On that day I was accepted for admission, and that set in motion a process that would transition me to this place from another school. My HCS enrollment began on Sunday, February 10th of 1974, and would run a span of 1,210 days until my high-school-level graduation on Saturday, June 4th of 1977. While I cannot remember an extensive history of interacting with Doc during my student days, perhaps because of my limited memory on interactions with the HCS administrative staff in general, my heart simply would not let go of HCS after I left there as a student.

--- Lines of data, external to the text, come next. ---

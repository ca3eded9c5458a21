#![no_main]

use libfuzzer_sys::fuzz_target;

use fibserve_core::{fast_doubling, memoized_fast_doubling, FibCache, Options};

fuzz_target!(|data: &[u8]| {
    if data.len() < 2 {
        return;
    }
    // First byte sizes the table; the rest is a sequence of indices
    // (capped at 4096 for speed) replayed against one shared table.
    let capacity = usize::from(data[0] % 8) + 1;
    let cache = FibCache::new(capacity).unwrap();
    let opts = Options::sequential();

    for chunk in data[1..].chunks(2) {
        let n = chunk.iter().fold(0u64, |acc, &b| (acc << 8) | u64::from(b)) % 4096;
        let got = memoized_fast_doubling(&cache, n, &opts);
        assert_eq!(*got, fast_doubling(n), "memoized != engine at n={n}");
        assert!(cache.len() <= capacity);
    }
});
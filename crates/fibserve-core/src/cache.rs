//! Thread-safe bounded LRU memo table for Fibonacci pairs.
//!
//! Every lookup hit and every insert promotes the key to most-recently-used;
//! inserting a new key into a full table evicts the least-recently-used
//! entry first. Values are stored behind `Arc`, so the lock only ever guards
//! pointer bookkeeping and never a big-integer copy.
//!
//! Keys are the bare `u64` index. Dynamic hosts that distinguish an integer
//! `4` from a float-tagged `4` cache them separately; the index type here is
//! a single unsigned integer, so that distinction cannot arise and the key
//! carries no representation tag.

use std::num::NonZeroUsize;
use std::sync::Arc;

use lru::LruCache;
use parking_lot::Mutex;

use crate::calculator::FibError;
use crate::constants::DEFAULT_CACHE_CAPACITY;
use crate::fastdoubling::FibPair;
use crate::stats::{AtomicCacheStats, CacheStats};

/// Shared memo table keyed by Fibonacci index.
pub struct FibCache {
    entries: Mutex<LruCache<u64, Arc<FibPair>>>,
    stats: AtomicCacheStats,
}

impl FibCache {
    /// Create a table holding at most `capacity` pairs.
    ///
    /// # Errors
    /// Returns [`FibError::Config`] when `capacity` is zero.
    pub fn new(capacity: usize) -> Result<Self, FibError> {
        let capacity = NonZeroUsize::new(capacity).ok_or_else(|| {
            FibError::Config("cache capacity must be greater than zero".to_string())
        })?;
        Ok(Self::with_capacity(capacity))
    }

    /// Create a table with a capacity that is already known to be non-zero.
    #[must_use]
    pub fn with_capacity(capacity: NonZeroUsize) -> Self {
        Self {
            entries: Mutex::new(LruCache::new(capacity)),
            stats: AtomicCacheStats::new(),
        }
    }

    /// Look up the pair for `n`, promoting it to most-recently-used on a hit.
    pub fn get(&self, n: u64) -> Option<Arc<FibPair>> {
        let hit = self.entries.lock().get(&n).cloned();
        if hit.is_some() {
            self.stats.record_hit();
            tracing::trace!(n, "memo hit");
        } else {
            self.stats.record_miss();
        }
        hit
    }

    /// Store the pair for `n` as most-recently-used, evicting the
    /// least-recently-used entry if the table is full.
    pub fn insert(&self, n: u64, pair: Arc<FibPair>) {
        // The displaced value is dropped after the lock is released.
        let displaced = self.entries.lock().push(n, pair);
        self.stats.record_insertion();

        if let Some((evicted, _)) = displaced {
            if evicted != n {
                self.stats.record_eviction();
                tracing::trace!(evicted, inserted = n, "memo eviction");
            }
        }
    }

    /// Whether `n` is present. Does not touch recency.
    #[must_use]
    pub fn contains(&self, n: u64) -> bool {
        self.entries.lock().contains(&n)
    }

    /// Current number of entries.
    #[must_use]
    pub fn len(&self) -> usize {
        self.entries.lock().len()
    }

    /// Check if the table is empty.
    #[must_use]
    pub fn is_empty(&self) -> bool {
        self.entries.lock().is_empty()
    }

    /// Maximum number of entries.
    #[must_use]
    pub fn capacity(&self) -> usize {
        self.entries.lock().cap().get()
    }

    /// Keys ordered from most- to least-recently-used.
    #[must_use]
    pub fn keys(&self) -> Vec<u64> {
        self.entries.lock().iter().map(|(k, _)| *k).collect()
    }

    /// Drop every entry. Statistics are kept.
    pub fn clear(&self) {
        self.entries.lock().clear();
    }

    /// Snapshot of hit/miss/insert/evict counters.
    #[must_use]
    pub fn stats(&self) -> CacheStats {
        self.stats.snapshot()
    }

    /// Reset the counters.
    pub fn reset_stats(&self) {
        self.stats.reset();
    }
}

impl Default for FibCache {
    fn default() -> Self {
        Self::with_capacity(NonZeroUsize::new(DEFAULT_CACHE_CAPACITY).unwrap_or(NonZeroUsize::MIN))
    }
}

impl std::fmt::Debug for FibCache {
    fn fmt(&self, f: &mut std::fmt::Formatter<'_>) -> std::fmt::Result {
        f.debug_struct("FibCache")
            .field("len", &self.len())
            .field("capacity", &self.capacity())
            .field("stats", &self.stats())
            .finish()
    }
}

The result has been my extensively revisiting the school as an alumnus. In fact, there has not been a single Commencement Day here from 1974 until 2019 during which I ended up not being present at all, with the only exception being in 2007, due to the timing of my dad's death. But even with that exception, I still made it to HCS about a week later when Doc was conducting a tour on the campus with a group of preservationists who sought to keep Hampshire and its nearby surroundings, as I love to say, bushy. So at least my streak of consecutive Junes during which I appeared at this school remained intact, up to 46, all of them while Doc was still alive.
Unfortunately, although I wanted to continue beyond his death to keep this streak going, it was ultimately broken in 2020 by the COVID-19 coronavirus pandemic. This has led to my having to suspend my alumnus visitation tradition, at least until 2021. On nearly every one of my alumni visits, I would get to enjoy a chat with Doc, and we would fill each other in on what has been going on in our lives, including, of course, the changes at HCS, plus other matters.
One particular thing that I enjoyed was the fact that we had nearly the same kind of car for better than two decades--a grayish sixth-generation Honda Civic DX. There was only a one-year difference. Doc's was a 1998 with a standard shift, a car which he had all the way up to the end of his life. Mine was a 1997 with an automatic, which I had up until this transmission started dying in early 2018. Doc also expressed some interest in getting advice from me, should that day come for him to get another vehicle.
Saying goodbye can be heartbreaking at times. When my fellow student Cliff Liberman, himself also a loyal HCS alumnus, graduated here in 1982, this completed a full student body turnover from my days at that point. He arrived before my graduation day. But when he finished here five years after I did, there were no other students left at Hampshire from my own student era. When the Boat House was retired in 2018 and torn down in 2019, I felt sad about the demise of my most-used dorm, which involved more than 3/4 of all the nights that I slept at this school while being a student. I am thankful that I at least got to spend a night as an alumnus in this building, in my favorite room--which I had during the 1974-1975 school year--the one immediately to the west of the Boat House East kitchen on the first floor, from Monday afternoon, August 20th of 2018 until the morning of the next day, before bidding the Boat House farewell.
As I bid likewise in regard to Dr. Dickerman, I also realize that the HCS staff at this point has now fully turned over from my student days (perhaps with Jim and Ellen Bingham being exceptions, although in a limited sense, due to significant gaps in their staffing eras here), just like what happened with the student body about 38 1/2 years earlier.
Summing things up as a Hampshire Country School student from 1974 to 1977, and as a loyal alumnus from that point up to the present, I greatly enjoyed Dr. Dickerman's company. He will be greatly missed by many, including, of course, myself. May God bless you, Doc!